Cambios en nueva generación de cubanos

Miami — El perfil del inmigrante cubano de los 60 y 70, educado y que se exilió en EE.UU por razones políticas, ha dejado paso las últimas décadas al del extranjero empobrecido, con necesidades parecidas a las de inmigrantes de otros países, que quiere hacer dinero para ayudar a la familia que quedó en Cuba.

Así lo ha observado el profesor de la Universidad de Princeton Alejandro Portes, que lleva años estudiando este perfil.

Según explica en una entrevista, las primeras generaciones de cubanos que se exiliaron por razones políticas a partir de la década de los 60 crearon en Miami una exitosa comunidad, con gran poder económico y político.

Pero esa situación “cambió con el Mariel (1980) y el éxodo posterior, cuyo nivel de educación es más bajo y su orientación política es distinta, más alejada de la crítica al régimen y más preocupada por ayudar a su familia económicamente en Cuba”, apunta.

Según este sociólogo cubano de larga trayectoria académica en prestigiosas universidades de EE.UU., la creciente presencia en el sur de Florida de inmigrantes cubanos a partir de 1980 se ha visto acompañada de una caída de sus ingresos, para quedar “al mismo nivel que los de los mexicanos” o cualquier otro grupo de inmigrantes de la clase obrera.

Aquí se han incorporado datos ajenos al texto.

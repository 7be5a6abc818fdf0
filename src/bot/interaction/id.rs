use std::fmt;

/// Custom id of a button, select menu or modal created by the bot.
///
/// Every component the bot sends carries one of these as its custom id; `parse` is the
/// only way an incoming interaction is routed to a handler.
#[derive(Debug, Clone, PartialEq, Eq)]
pub enum InteractionId {
    PromoteMenuGrant,
    PromoteMenuEnd,
    PromoteMenuBan,
    PromoteMenuList,
    PromoteMenuLogs,
    PromoteGrantModal,
    PromoteEndModal,
    PromoteBanLookupModal,
    /// Opens the ban modal for a user.
    PromoteBan(u64),
    PromoteBanModal(u64),
    PromoteUnban(u64),
    /// Opens the duration modal for a grant.
    PromoteExtend(i32),
    PromoteExtendModal(i32),
    PromoteEnd(i32),
    AdminApprove(String),
    /// Role select shown after pressing approve.
    AdminApproveRole(String),
    AdminReject(String),
    AdminRejectModal(String),
    RespSelect,
    RespApply(i32),
    RespApplyModal(i32),
    RespSuggest,
    RespSuggestModal,
    RespRequestApprove(i32),
    RespRequestReject(i32),
}

impl InteractionId {
    /// Parses a custom id, returning `None` for ids this bot did not create.
    pub fn parse(value: &str) -> Option<Self> {
        let exact = match value {
            "promote_menu_grant" => Some(Self::PromoteMenuGrant),
            "promote_menu_end" => Some(Self::PromoteMenuEnd),
            "promote_menu_ban" => Some(Self::PromoteMenuBan),
            "promote_menu_list" => Some(Self::PromoteMenuList),
            "promote_menu_logs" => Some(Self::PromoteMenuLogs),
            "promote_grant_modal" => Some(Self::PromoteGrantModal),
            "promote_end_modal" => Some(Self::PromoteEndModal),
            "promote_ban_lookup_modal" => Some(Self::PromoteBanLookupModal),
            "resp_select" => Some(Self::RespSelect),
            "resp_suggest" => Some(Self::RespSuggest),
            "resp_suggest_modal" => Some(Self::RespSuggestModal),
            _ => None,
        };
        if exact.is_some() {
            return exact;
        }

        // Longer prefixes first where one is a prefix of another.
        if let Some(id) = value.strip_prefix("promote_ban_modal_") {
            return id.parse().ok().map(Self::PromoteBanModal);
        }
        if let Some(id) = value.strip_prefix("promote_ban_") {
            return id.parse().ok().map(Self::PromoteBan);
        }
        if let Some(id) = value.strip_prefix("promote_unban_") {
            return id.parse().ok().map(Self::PromoteUnban);
        }
        if let Some(id) = value.strip_prefix("promote_extend_modal_") {
            return id.parse().ok().map(Self::PromoteExtendModal);
        }
        if let Some(id) = value.strip_prefix("promote_extend_") {
            return id.parse().ok().map(Self::PromoteExtend);
        }
        if let Some(id) = value.strip_prefix("promote_end_") {
            return id.parse().ok().map(Self::PromoteEnd);
        }
        if let Some(id) = value.strip_prefix("admin_approve_role_") {
            return application_id(id).map(Self::AdminApproveRole);
        }
        if let Some(id) = value.strip_prefix("admin_approve_") {
            return application_id(id).map(Self::AdminApprove);
        }
        if let Some(id) = value.strip_prefix("admin_reject_modal_") {
            return application_id(id).map(Self::AdminRejectModal);
        }
        if let Some(id) = value.strip_prefix("admin_reject_") {
            return application_id(id).map(Self::AdminReject);
        }
        if let Some(id) = value.strip_prefix("resp_apply_modal_") {
            return id.parse().ok().map(Self::RespApplyModal);
        }
        if let Some(id) = value.strip_prefix("resp_apply_") {
            return id.parse().ok().map(Self::RespApply);
        }
        if let Some(id) = value.strip_prefix("resp_req_approve_") {
            return id.parse().ok().map(Self::RespRequestApprove);
        }
        if let Some(id) = value.strip_prefix("resp_req_reject_") {
            return id.parse().ok().map(Self::RespRequestReject);
        }

        None
    }
}

fn application_id(value: &str) -> Option<String> {
    (!value.is_empty() && value.chars().all(|c| c.is_ascii_alphanumeric()))
        .then(|| value.to_string())
}

impl fmt::Display for InteractionId {
    fn fmt(&self, f: &mut fmt::Formatter<'_>) -> fmt::Result {
        match self {
            Self::PromoteMenuGrant => f.write_str("promote_menu_grant"),
            Self::PromoteMenuEnd => f.write_str("promote_menu_end"),
            Self::PromoteMenuBan => f.write_str("promote_menu_ban"),
            Self::PromoteMenuList => f.write_str("promote_menu_list"),
            Self::PromoteMenuLogs => f.write_str("promote_menu_logs"),
            Self::PromoteGrantModal => f.write_str("promote_grant_modal"),
            Self::PromoteEndModal => f.write_str("promote_end_modal"),
            Self::PromoteBanLookupModal => f.write_str("promote_ban_lookup_modal"),
            Self::PromoteBan(user) => write!(f, "promote_ban_{}", user),
            Self::PromoteBanModal(user) => write!(f, "promote_ban_modal_{}", user),
            Self::PromoteUnban(user) => write!(f, "promote_unban_{}", user),
            Self::PromoteExtend(grant) => write!(f, "promote_extend_{}", grant),
            Self::PromoteExtendModal(grant) => write!(f, "promote_extend_modal_{}", grant),
            Self::PromoteEnd(grant) => write!(f, "promote_end_{}", grant),
            Self::AdminApprove(id) => write!(f, "admin_approve_{}", id),
            Self::AdminApproveRole(id) => write!(f, "admin_approve_role_{}", id),
            Self::AdminReject(id) => write!(f, "admin_reject_{}", id),
            Self::AdminRejectModal(id) => write!(f, "admin_reject_modal_{}", id),
            Self::RespSelect => f.write_str("resp_select"),
            Self::RespApply(resp) => write!(f, "resp_apply_{}", resp),
            Self::RespApplyModal(resp) => write!(f, "resp_apply_modal_{}", resp),
            Self::RespSuggest => f.write_str("resp_suggest"),
            Self::RespSuggestModal => f.write_str("resp_suggest_modal"),
            Self::RespRequestApprove(req) => write!(f, "resp_req_approve_{}", req),
            Self::RespRequestReject(req) => write!(f, "resp_req_reject_{}", req),
        }
    }
}
use sea_orm_migration::{prelude::*, schema::*};

#[derive(DeriveMigrationName)]
pub struct Migration;

#[async_trait::async_trait]
impl MigrationTrait for Migration {
    async fn up(&self, manager: &SchemaManager) -> Result<(), DbErr> {
        manager
            .create_table(
                Table::create()
                    .table(PromotionBan::Table)
                    .if_not_exists()
                    .col(pk_auto(PromotionBan::Id))
                    .col(string(PromotionBan::GuildId))
                    .col(string(PromotionBan::UserId))
                    .col(text(PromotionBan::Reason))
                    .col(string(PromotionBan::ByUserId))
                    .col(timestamp(PromotionBan::StartTime))
                    .col(timestamp_null(PromotionBan::EndTime))
                    // One ban record per user per guild
                    .index(
                        Index::create()
                            .unique()
                            .name("idx_promotion_ban_unique")
                            .col(PromotionBan::GuildId)
                            .col(PromotionBan::UserId),
                    )
                    .to_owned(),
            )
            .await
    }

    async fn down(&self, manager: &SchemaManager) -> Result<(), DbErr> {
        manager
            .drop_table(Table::drop().table(PromotionBan::Table).to_owned())
            .await
    }
}

#[derive(DeriveIden)]
pub enum PromotionBan {
    Table,
    Id,
    GuildId,
    UserId,
    Reason,
    ByUserId,
    StartTime,
    EndTime,
}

Así, Portes, que ha participado en la Conferencia de Estudio Cubanoamericanos de la Universidad Internacional de Florida (FIU), rebate esa vieja idea de que los cubanos eran la “élite” de los inmigrantes en Estados Unidos.

En su opinión, el empobrecimiento medio de este colectivo se debe también parcialmente a que las clases medias y altas cubanas que llegaron antes del Mariel, que fueron los que crearon grupos económicos de poder, cortaron los lazos con los inmigrantes que llegaron luego.

“Los vínculos económicos que habían ayudado tanto a los cubanos antes a escalar posiciones fueron casi completamente cortados para los nuevos inmigrantes, que básicamente han tenido que defenderse obteniendo empleos en un mercado laboral relativamente pobre como es el de Miami”, afirma.

Sin embargo, no ha habido un enfrentamiento frontal entre ambos, aunque el viejo exilio no ve con buenos ojos las remesas y los viajes constantes a la isla de la nueva emigración.

“Finalmente, todos son cubanos y lo que están haciendo estas nuevas generaciones de ayudar a sus familias se enmarca en el sistema de valores de la sociedad cubana tradicional, no se puede atacar a gente que está tratando de ayudar a su familia”, subraya.